C'est pourtant bien ce que nous rappelle notre anarchiste : Si j'ai le doit de voter, j'ai tout aussi bien le droit de NE PAS voter. Mais il ne faudrait surtout pas en déduire pour autant que l'usage en négatif de ce droit puisse être lié, de quelque manière que ce soit, à une espèce de paresse citoyenne ; pas plus qu'il ne serait oubli momentané de cette obligation -même simplement morale- ou encore une triviale préférence pour une autre activité du moment (pêche à la ligne, concours de lancer de petits pois, rédaction d'une critique pour le, par ailleurs, excellent site Babelio...). Non ! C'est bien à une GRÉVE GÉNÉRALE, un acte mûrement réfléchi et clairement affirmé tout autant que volontairement réalisé, par l'ensemble du peuple français, que Mirbeau nous invite, nous convie. Quant à la raison, il n'a de cesse de nous la donner, de diverses manières, avec mille exemples, toujours dans style des plus convaincants même dans l'excès, et que l'on peut résumer ainsi : l'électeur est un mouton qui vote pour le boucher qui va l'égorger !

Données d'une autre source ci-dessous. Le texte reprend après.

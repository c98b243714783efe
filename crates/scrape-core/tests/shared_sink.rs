//! Scrapers running concurrently against one shared sink.

use std::sync::Arc;
use std::time::Duration;

use scrape_core::mock::MockDatabase;
use scrape_core::scrapers::{AuroraHostStatus, InnodbTrx};
use scrape_core::{
    CancellationToken, DescriptorRegistry, MetricPoint, QueryScraper, Scraper, ScraperRegistry,
    channel, row,
};

/// Build the default registry and a mock answering each scraper's query.
fn scripted(aurora_fails: bool) -> (ScraperRegistry, MockDatabase) {
    let mut descriptors = DescriptorRegistry::default();
    let innodb_trx = InnodbTrx::new(&mut descriptors).unwrap();
    let aurora = AuroraHostStatus::new(&mut descriptors).unwrap();

    let mut db = MockDatabase::new().with_rows(innodb_trx.query(), vec![row![5u64, 2u64, 0u64]]);
    db = if aurora_fails {
        db.with_error(aurora.query(), "Unknown table 'replica_host_status'")
    } else {
        db.with_rows(
            aurora.query(),
            vec![row!["i-1", 12.5_f64, 3.0_f64], row!["i-2", 40.0_f64, 0.0_f64]],
        )
    };

    let mut registry = ScraperRegistry::new();
    registry.register(Arc::new(innodb_trx));
    registry.register(Arc::new(aurora));
    (registry, db)
}

async fn run_all(
    registry: &ScraperRegistry,
    db: Arc<MockDatabase>,
) -> (Vec<MetricPoint>, Vec<(&'static str, bool)>) {
    let (sink, mut receiver) = channel(4);
    let cancel = CancellationToken::new();
    let mut tasks = tokio::task::JoinSet::new();

    for scraper in registry.iter().cloned() {
        let db = db.clone();
        let sink = sink.clone();
        let cancel = cancel.clone();
        tasks.spawn(async move {
            let result = scraper.scrape(&cancel, db.as_ref(), &sink).await;
            (scraper.name(), result.is_ok())
        });
    }
    drop(sink);

    let mut points = Vec::new();
    while let Some(point) = receiver.recv().await {
        points.push(point);
    }

    let mut outcomes = Vec::new();
    while let Some(joined) = tasks.join_next().await {
        outcomes.push(joined.expect("scraper task panicked"));
    }
    outcomes.sort();
    (points, outcomes)
}

#[tokio::test(flavor = "multi_thread", worker_threads = 2)]
async fn concurrent_scrapers_share_one_sink() {
    let (registry, db) = scripted(false);
    let db = Arc::new(db);

    let (points, outcomes) = run_all(&registry, db.clone()).await;

    assert_eq!(
        outcomes,
        vec![
            ("info_schema.aurora_stats", true),
            ("info_schema.innodb_trx", true)
        ]
    );
    assert_eq!(points.len(), 3 + 4);

    // Per-scraper order survives interleaving.
    let trx: Vec<f64> = points
        .iter()
        .filter(|p| p.descriptor().fq_name().ends_with("trx_count_per_sec"))
        .map(MetricPoint::value)
        .collect();
    assert_eq!(trx, vec![5.0, 2.0, 0.0]);

    let aurora_ids: Vec<&str> = points
        .iter()
        .filter(|p| p.descriptor().fq_name().contains("aurora"))
        .map(|p| p.label_values()[0].as_str())
        .collect();
    assert_eq!(aurora_ids, vec!["i-1", "i-1", "i-2", "i-2"]);

    assert_eq!(db.cursors_opened(), db.cursors_closed());
}

#[tokio::test(flavor = "multi_thread", worker_threads = 2)]
async fn failing_scraper_is_isolated() {
    let (registry, db) = scripted(true);
    let db = Arc::new(db);

    let (points, outcomes) = run_all(&registry, db.clone()).await;

    assert_eq!(
        outcomes,
        vec![
            ("info_schema.aurora_stats", false),
            ("info_schema.innodb_trx", true)
        ]
    );
    assert_eq!(points.len(), 3);
    assert!(
        points
            .iter()
            .all(|p| p.descriptor().fq_name() == "mysql_info_schema_trx_count_per_sec")
    );
}

#[tokio::test]
async fn cancelled_cycle_emits_nothing() {
    let registry = ScraperRegistry::with_defaults(&mut DescriptorRegistry::default()).unwrap();
    let db = MockDatabase::new().with_latency(Duration::from_secs(30));
    let (sink, mut receiver) = channel(4);
    let cancel = CancellationToken::new();
    cancel.cancel();

    for scraper in registry.iter() {
        let err = scraper.scrape(&cancel, &db, &sink).await.unwrap_err();
        assert!(err.is_cancelled());
    }
    assert!(receiver.try_drain().is_empty());
}
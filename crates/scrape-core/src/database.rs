//! Database handle seam.
//!
//! The pool behind a [`Database`] is owned elsewhere; scrapers only issue a
//! query on the handle they are given.

use async_trait::async_trait;
use futures::stream::BoxStream;

use crate::error::Result;
use crate::row::Row;

/// Lazy, finite, non-restartable cursor over a query result.
///
/// Rows are produced one at a time. Dropping the stream releases the
/// underlying cursor, whether or not it was read to the end.
pub type RowStream<'a> = BoxStream<'a, Result<Row>>;

/// A live handle rows can be queried from.
#[async_trait]
pub trait Database: Send + Sync {
    /// Issue `sql` and return a cursor over its rows.
    async fn query<'a>(&'a self, sql: &'a str) -> Result<RowStream<'a>>;
}
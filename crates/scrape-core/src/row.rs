//! Driver-neutral query result rows.

use crate::error::{Result, ScrapeError};

/// One decoded cell.
///
/// Drivers map their column types onto these variants. Fixed-point values
/// (MySQL `DECIMAL`, e.g. the result of `SUM()`) arrive as [`Value::Text`]
/// and are parsed on demand.
#[derive(Debug, Clone, PartialEq)]
pub enum Value {
    Null,
    Int(i64),
    UInt(u64),
    Float(f64),
    Text(String),
}

impl Value {
    fn type_name(&self) -> &'static str {
        match self {
            Value::Null => "NULL",
            Value::Int(_) => "signed integer",
            Value::UInt(_) => "unsigned integer",
            Value::Float(_) => "float",
            Value::Text(_) => "text",
        }
    }
}

/// Conversion from a [`Value`] into a typed column.
///
/// The error is a bare reason; [`Row::get`] attaches the column index.
pub trait FromValue: Sized {
    fn from_value(value: &Value) -> std::result::Result<Self, String>;
}

fn mismatch<T>(value: &Value, target: &str) -> std::result::Result<T, String> {
    Err(format!("cannot decode {} as {}", value.type_name(), target))
}

fn unexpected_null<T>() -> std::result::Result<T, String> {
    Err("unexpected null".to_string())
}

impl FromValue for u64 {
    fn from_value(value: &Value) -> std::result::Result<Self, String> {
        match value {
            Value::UInt(v) => Ok(*v),
            Value::Int(v) => u64::try_from(*v).map_err(|_| format!("{} is negative", v)),
            Value::Text(s) => parse_unsigned(s),
            Value::Null => unexpected_null(),
            Value::Float(_) => mismatch(value, "u64"),
        }
    }
}

impl FromValue for i64 {
    fn from_value(value: &Value) -> std::result::Result<Self, String> {
        match value {
            Value::Int(v) => Ok(*v),
            Value::UInt(v) => i64::try_from(*v).map_err(|_| format!("{} overflows i64", v)),
            Value::Text(s) => s
                .trim()
                .parse::<i64>()
                .map_err(|e| format!("invalid integer {:?}: {}", s, e)),
            Value::Null => unexpected_null(),
            Value::Float(_) => mismatch(value, "i64"),
        }
    }
}

impl FromValue for f64 {
    fn from_value(value: &Value) -> std::result::Result<Self, String> {
        match value {
            Value::Float(v) => Ok(*v),
            Value::Int(v) => Ok(*v as f64),
            Value::UInt(v) => Ok(*v as f64),
            Value::Text(s) => s
                .trim()
                .parse::<f64>()
                .map_err(|e| format!("invalid number {:?}: {}", s, e)),
            Value::Null => unexpected_null(),
        }
    }
}

impl FromValue for String {
    fn from_value(value: &Value) -> std::result::Result<Self, String> {
        match value {
            Value::Text(s) => Ok(s.clone()),
            Value::Int(v) => Ok(v.to_string()),
            Value::UInt(v) => Ok(v.to_string()),
            Value::Float(v) => Ok(v.to_string()),
            Value::Null => unexpected_null(),
        }
    }
}

impl<T: FromValue> FromValue for Option<T> {
    fn from_value(value: &Value) -> std::result::Result<Self, String> {
        match value {
            Value::Null => Ok(None),
            other => T::from_value(other).map(Some),
        }
    }
}

/// Unsigned parse that also accepts integral decimals such as `"3.0"`.
fn parse_unsigned(s: &str) -> std::result::Result<u64, String> {
    let trimmed = s.trim();
    if let Ok(v) = trimmed.parse::<u64>() {
        return Ok(v);
    }
    match trimmed.split_once('.') {
        Some((int, frac)) if frac.chars().all(|c| c == '0') => int
            .parse::<u64>()
            .map_err(|e| format!("invalid unsigned integer {:?}: {}", s, e)),
        _ => Err(format!("invalid unsigned integer {:?}", s)),
    }
}

/// One row of a query result, columns in projection order.
#[derive(Debug, Clone, PartialEq, Default)]
pub struct Row {
    values: Vec<Value>,
}

impl Row {
    pub fn new(values: Vec<Value>) -> Self {
        Self { values }
    }

    /// Decode column `idx` into `T`.
    pub fn get<T: FromValue>(&self, idx: usize) -> Result<T> {
        let value = self.values.get(idx).ok_or_else(|| {
            ScrapeError::decode(
                idx,
                format!("column out of range, row has {} columns", self.values.len()),
            )
        })?;
        T::from_value(value).map_err(|reason| ScrapeError::decode(idx, reason))
    }

    pub fn len(&self) -> usize {
        self.values.len()
    }

    pub fn is_empty(&self) -> bool {
        self.values.is_empty()
    }

    pub fn values(&self) -> &[Value] {
        &self.values
    }
}

impl From<Vec<Value>> for Row {
    fn from(values: Vec<Value>) -> Self {
        Self::new(values)
    }
}

impl From<u64> for Value {
    fn from(v: u64) -> Self {
        Value::UInt(v)
    }
}

impl From<i64> for Value {
    fn from(v: i64) -> Self {
        Value::Int(v)
    }
}

impl From<f64> for Value {
    fn from(v: f64) -> Self {
        Value::Float(v)
    }
}

impl From<&str> for Value {
    fn from(v: &str) -> Self {
        Value::Text(v.to_string())
    }
}

impl From<String> for Value {
    fn from(v: String) -> Self {
        Value::Text(v)
    }
}

impl<T: Into<Value>> From<Option<T>> for Value {
    fn from(v: Option<T>) -> Self {
        v.map_or(Value::Null, Into::into)
    }
}

/// Build a [`Row`] from heterogeneous cells.
///
/// ```
/// use scrape_core::row;
///
/// let r = row!["i-1", 12.5_f64, 3.0_f64];
/// assert_eq!(r.len(), 3);
/// ```
#[macro_export]
macro_rules! row {
    ($($value:expr),* $(,)?) => {
        $crate::row::Row::new(vec![$($crate::row::Value::from($value)),*])
    };
}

Bien entendu, on rétorquera que c'est excessif, que les choses ne sont pas aussi simples que cela, que tous les politiques ne sont pas irrémédiablement les pourritures, les profiteurs, les voleurs, les violeurs, les bouchers que l'auteur, dans sa verve purificatrice, dénonce à toute force. Pourtant, et même sans devoir partager son engagement philosophique, est-il absolument impossible de reconnaître de vraies raisons à cet emportement textuel qui nous bouscule encore aujourd'hui, presque cent-trente ans après la rédaction de cette remarquable diatribe ? Ne sommes nous pas abreuvés, à chaque élection d'importance, de promesses intenables et non tenues, de serments violés dès après le décompte des votes, de coups de poignards dans le dos des électeurs tout aussi bien que de l'allié de circonstance ? Ne voit-on pas éclore, d'année en année, des hommes et des femmes politiques, dont c'est devenu un MÉTIER, une profession à part entière, une CARRIÈRE , tandis que ce ne devait être qu'un moment intense de services rendus à ses semblables, un moment, seulement. Une carrière qui a vu peu à peu se créer une sorte de caste (on commence même à voir des générations familiales de politiciens professionnels), s'appuyant sur les partis, sur le monde de la finance et celui des médias, ce dernier appartenant le plus souvent aux seconds...? Et que dire de toutes ces "affaires" plus lamentables, turpides, honteuses qu'il y a plus d'un siècle, Mirbeau décrivait déjà quasiment comme s'il était un homme d'aujourd'hui ?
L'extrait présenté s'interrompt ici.